Absaug - Methode ist die häufigste Form der Abtreibung. Durch den erweiterten Muttermund führt der Arzt einen flexiblen Plastikschlauch in die Gebärmutter ein. Das Kind wird durch einen starken Sog - zehn- bis dreißigfache Kraft eines Staubsaugers - in Stücke gerissen. Zuerst werden die Arme und Beine vom Körper getrennt, dann der Rumpf vom Kopf. Da der Kopf zu groß ist, um durch den Plastikschlauch zu passen, knackt ihn der Arzt mit Spezialinstrumenten wie eine Nuss und saugt die Bruchstücke einzeln ab in ein Gefäß. Der zerfetzte Körper des Kindes wird zum Verbrennungsofen gegeben. Bei diesem Bild sehen Sie noch deutlicher, weil es stärker vergrößert ist, das Resultat einer Abtreibung. Es ist sicher, dass das Baby bei diesem Vorgang Schmerzen empfindet und Todesängste hat. So geht z. B. der Herzschlag des Kindes, der in der 12. Schwangerschaftswoche normal etwa 140 Schläge pro Minute beträgt, während der Absaugung auf über 200 Schläge pro Minute hoch. Anwendung findet diese meist praktizierte Methode bis etwa zur 12. Schwangerschaftswoche.
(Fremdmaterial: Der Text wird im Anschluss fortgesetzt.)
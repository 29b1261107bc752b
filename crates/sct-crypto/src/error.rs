//! # Cryptographic Error Types

use sct_core::SctError;
use thiserror::Error;

/// Errors from cryptographic operations in `sct-crypto`.
#[derive(Error, Debug)]
pub enum CryptoError {
    /// The operating system's random source failed.
    #[error("random source unavailable: {0}")]
    RandomSource(String),

    /// A freshly minted token failed shape validation.
    #[error("malformed token: {0}")]
    MalformedToken(String),
}

impl From<CryptoError> for SctError {
    fn from(e: CryptoError) -> Self {
        match e {
            // An entropy failure is an environment fault, not a caller fault.
            CryptoError::RandomSource(msg) => SctError::StorageUnavailable(msg),
            CryptoError::MalformedToken(msg) => SctError::InvalidInput(msg),
        }
    }
}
Curettage. Eine andere Methode, die weit über 10 000 mal jährlich angewendet wird, ist die sog. instrumentale Curettage. Hier muss der Muttermund dilatiert, d. h. erweitert werden, damit der Abtreiber mit einer Art gebogenem Messer in die Gebärmutter hinein greifen kann, um das Kind in Stücke zu schneiden und Einzelteile herauszunehmen. Der Abtreiber arbeitet dabei nur auf Druck. Durchstoßung der Gebärmutter Wand und Blutungen sind häufige Folgen, die bei keiner Abtreibungsmethode auszuschließen sind.
Salzverätzung. Bei dieser Methode wird etwas Fruchtwasser abgesaugt und eine konzentrierte Salzlösung ein gespritzt. Das Baby verschluckt das Salz und verbrennt innerlich und äußerlich, es setzen Wehen ein und ein so zugerichtetes Kind kommt dann zur Welt. Anstatt Kochsalz wird auch Rivanol, ein Desinfektionsmittel, injiziert.
Prostaglandin Das Medikament wird in die Gebärmutter-Muskulatur gespritzt. Es löst Geburtswehen aus. Das Kind wird, wenn es die Belastung der Wehen übersteht, lebend geboren und dann dem Tod überlassen. Eine Krankenschwester schüttete ihr Herz aus: "lhr müsstet mal meine Arbeit tun, dann wüsstet ihr, dass Ungeborene keine Zellklumpen sind. Es kommt vor, dass Kinder oft Stunden nach dem Eingriff in Abfallbehältern noch zucken und wimmern.
Hysterotomie. Bei dieser Methode, die man Hysterotomie nennt und die nichts anderes als eine Kaiserschnitt-Abtreibungist, wird die Gebärmutter geöffnet und das Kind herausgenommen, aber nicht versorgt.
Ärzte zur Abtreibung:
Der Gynäkologe Dr. Bernard Nathanson war zwei Jahre lang Direktor der größten Abtreibungsklinik der Welt in New York. Nach 75.000 Abtreibungen gab er seine Tätigkeit auf und bekennt: "Als Wissenschaftler weiß ich - ich glaube nicht, ich weiß - dass das menschliche Leben bei der Empfängnis beginnt. Obwohl ich formal nicht religiös bin, glaube ich von ganzem Herzen, dass es eine göttliche Existenz gibt, die von uns verlangt, diesem unendlich traurigen und unsagbar schändlichen Verbrechen gegen die Menschlichkeit ein endgültiges und unwiderrufliches 'Halt' zu gebieten.”